**Exercise directions:** A complete, unaltered copy of the listing is needed. Write it out.

※ ※ ※

//! Season results storage and reporting

use league_core::{Division, Round, TeamId};
use serde::{Deserialize, Serialize};
use std::path::Path;

use crate::config::SimulationConfig;
use crate::distortions::{mean_distortion, point_distortion, rank_distortions};
use crate::error::{Result, TournamentError};

/// Complete results of one season
#[derive(Debug, Clone, PartialEq, Serialize, Deserialize)]
pub struct SeasonResults {
    /// Configuration used
    pub config: SimulationConfig,
    /// Every round's pairings, in play order
    pub rounds: Vec<Round>,
    /// Final standings, best first
    pub standings: Vec<StandingEntry>,
    /// Per standings position, distance from the skill rank
    pub rank_distortions: Vec<usize>,
    pub mean_distortion: f64,
    /// Mean gap between actual and expected match points
    pub point_distortion: f64,
}

/// One row of the final standings
#[derive(Debug, Clone, PartialEq, Serialize, Deserialize)]
pub struct StandingEntry {
    pub id: TeamId,
    pub name: String,
    pub skill: f64,
    pub wins: u32,
    pub losses: u32,
    pub rounds_won: u32,
    pub rounds_lost: u32,
    pub match_points: u32,
    /// Teams faced, by id
    pub opponents: Vec<TeamId>,
}

impl SeasonResults {
    /// Capture a finished season.
    pub fn from_season(
        config: SimulationConfig,
        division: &Division,
        rounds: Vec<Round>,
    ) -> Result<Self> {
        let standings = division
            .teams()
            .iter()
            .map(|team| {
                let mut opponents: Vec<TeamId> = team.teams_faced().iter().copied().collect();
                opponents.sort_unstable();
                StandingEntry {
                    id: team.id(),
                    name: team.name().to_string(),
                    skill: team.skill(),
                    wins: team.wins,
                    losses: team.losses,
                    rounds_won: team.rounds_won,
                    rounds_lost: team.rounds_lost,
                    match_points: team.match_points,
                    opponents,
                }
            })
            .collect();

        let distortions = rank_distortions(division);
        Ok(Self {
            config,
            point_distortion: point_distortion(division, rounds.len())?,
            mean_distortion: mean_distortion(&distortions),
            rank_distortions: distortions,
            rounds,
            standings,
        })
    }

    /// Save results to JSON file
    pub fn save(&self, path: &Path) -> Result<()> {
        let json = serde_json::to_string_pretty(self)?;
        std::fs::write(path, json).map_err(|e| TournamentError::io(path, e))
    }

    /// Load results from JSON file
    pub fn load(path: &Path) -> Result<Self> {
        let contents =
            std::fs::read_to_string(path).map_err(|e| TournamentError::io(path, e))?;
        Ok(serde_json::from_str(&contents)?)
    }

    /// Generate a text report
    pub fn generate_report(&self) -> String {
        let mut report = String::new();
        report.push_str(&format!(
            "=== Season: {} ({:?}) ===\n\n",
            self.config.division_name, self.config.format
        ));
        report.push_str(&format!(
            "Teams: {}, Rounds: {}\n\n",
            self.standings.len(),
            self.rounds.len()
        ));

        report.push_str(&format!(
            "{:>3} {:<20} {:>7} {:>3}-{:<3} {:>4}-{:<4} {:>4} {:>4}\n",
            "#", "Team", "Skill", "W", "L", "RW", "RL", "MP", "Dist"
        ));
        report.push_str(&"-".repeat(60));
        report.push('\n');

        for (position, (entry, distortion)) in
            self.standings.iter().zip(&self.rank_distortions).enumerate()
        {
            report.push_str(&format!(
                "{:>3} {:<20} {:>7.3} {:>3}-{:<3} {:>4}-{:<4} {:>4} {:>4}\n",
                position + 1,
                entry.name,
                entry.skill,
                entry.wins,
                entry.losses,
                entry.rounds_won,
                entry.rounds_lost,
                entry.match_points,
                distortion
            ));
        }

        report.push_str(&format!(
            "\nMean rank distortion: {:.3}\nPoint distortion: {:.3}\n",
            self.mean_distortion, self.point_distortion
        ));
        report
    }

    /// Print report to stdout
    pub fn print_report(&self) {
        println!("{}", self.generate_report());
    }
}

#[cfg(test)]
#[path = "results_tests.rs"]
mod results_tests;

※ ※ ※

**Result of the exercise:**
//! Season results storage and reporting

use league_core::{Division, Round, TeamId};
use serde::{Deserialize, Serialize};
use std::path::Path;

use crate::config::SimulationConfig;
use crate::distortions::{mean_distortion, point_distortion, rank_distortions};
use crate::error::{Result, TournamentError};

/// Complete results of one season
#[derive(Debug, Clone, PartialEq, Serialize, Deserialize)]
pub struct SeasonResults {
    /// Configuration used
    pub config: SimulationConfig,
    /// Every round's pairings, in play order
    pub rounds: Vec<Round>,
    /// Final standings, best first
    pub standings: Vec<StandingEntry>,
    /// Per standings position, distance from the skill rank
    pub rank_distortions: Vec<usize>,
    pub mean_distortion: f64,
    /// Mean gap between actual and expected match points
    pub point_distortion: f64,
}

/// One row of the final standings
#[derive(Debug, Clone, PartialEq, Serialize, Deserialize)]
pub struct StandingEntry {
    pub id: TeamId,
    pub name: String,
    pub skill: f64,
    pub wins: u32,
    pub losses: u32,
    pub rounds_won: u32,
    pub rounds_lost: u32,
    pub match_points: u32,
    /// Teams faced, by id
    pub opponents: Vec<TeamId>,
}

impl SeasonResults {
    /// Capture a finished season.
    pub fn from_season(
        config: SimulationConfig,
        division: &Division,
        rounds: Vec<Round>,
    ) -> Result<Self> {
        let standings = division
            .teams()
            .iter()
            .map(|team| {
                let mut opponents: Vec<TeamId> = team.teams_faced().iter().copied().collect();
                opponents.sort_unstable();
                StandingEntry {
                    id: team.id(),
                    name: team.name().to_string(),
                    skill: team.skill(),
                    wins: team.wins,
                    losses: team.losses,
                    rounds_won: team.rounds_won,
                    rounds_lost: team.rounds_lost,
                    match_points: team.match_points,
                    opponents,
                }
            })
            .collect();

        let distortions = rank_distortions(division);
        Ok(Self {
            config,
            point_distortion: point_distortion(division, rounds.len())?,
            mean_distortion: mean_distortion(&distortions),
            rank_distortions: distortions,
            rounds,
            standings,
        })
    }

    /// Save results to JSON file
    pub fn save(&self, path: &Path) -> Result<()> {
        let json = serde_json::to_string_pretty(self)?;
        std::fs::write(path, json).map_err(|e| TournamentError::io(path, e))
    }

    /// Load results from JSON file
    pub fn load(path: &Path) -> Result<Self> {
        let contents =
            std::fs::read_to_string(path).map_err(|e| TournamentError::io(path, e))?;
        Ok(serde_json::from_str(&contents)?)
    }

    /// Generate a text report
    pub fn generate_report(&self) -> String {
        let mut report = String::new();
        report.push_str(&format!(
            "=== Season: {} ({:?}) ===\n\n",
            self.config.division_name, self.config.format
        ));
        report.push_str(&format!(
            "Teams: {}, Rounds: {}\n\n",
            self.standings.len(),
            self.rounds.len()
        ));

        report.push_str(&format!(
            "{:>3} {:<20} {:>7} {:>3}-{:<3} {:>4}-{:<4} {:>4} {:>4}\n",
            "#", "Team", "Skill", "W", "L", "RW", "RL", "MP", "Dist"
        ));
        report.push_str(&"-".repeat(60));
        report.push('\n');

        for (position, (entry, distortion)) in
            self.standings.iter().zip(&self.rank_distortions).enumerate()
        {
            report.push_str(&format!(
                "{:>3} {:<20} {:>7.3} {:>3}-{:<3} {:>4}-{:<4} {:>4} {:>4}\n",
                position + 1,
                entry.name,
                entry.skill,
                entry.wins,
                entry.losses,
                entry.rounds_won,
                entry.rounds_lost,
                entry.match_points,
                distortion
            ));
        }

        report.push_str(&format!(
            "\nMean rank distortion: {:.3}\nPoint distortion: {:.3}\n",
            self.mean_distortion, self.point_distortion
        ));
        report
    }

    /// Print report to stdout
    pub fn print_report(&self) {
        println!("{}", self.generate_report());
    }
}

#[cfg(test)]
#[path = "results_tests.rs"]
mod results_tests;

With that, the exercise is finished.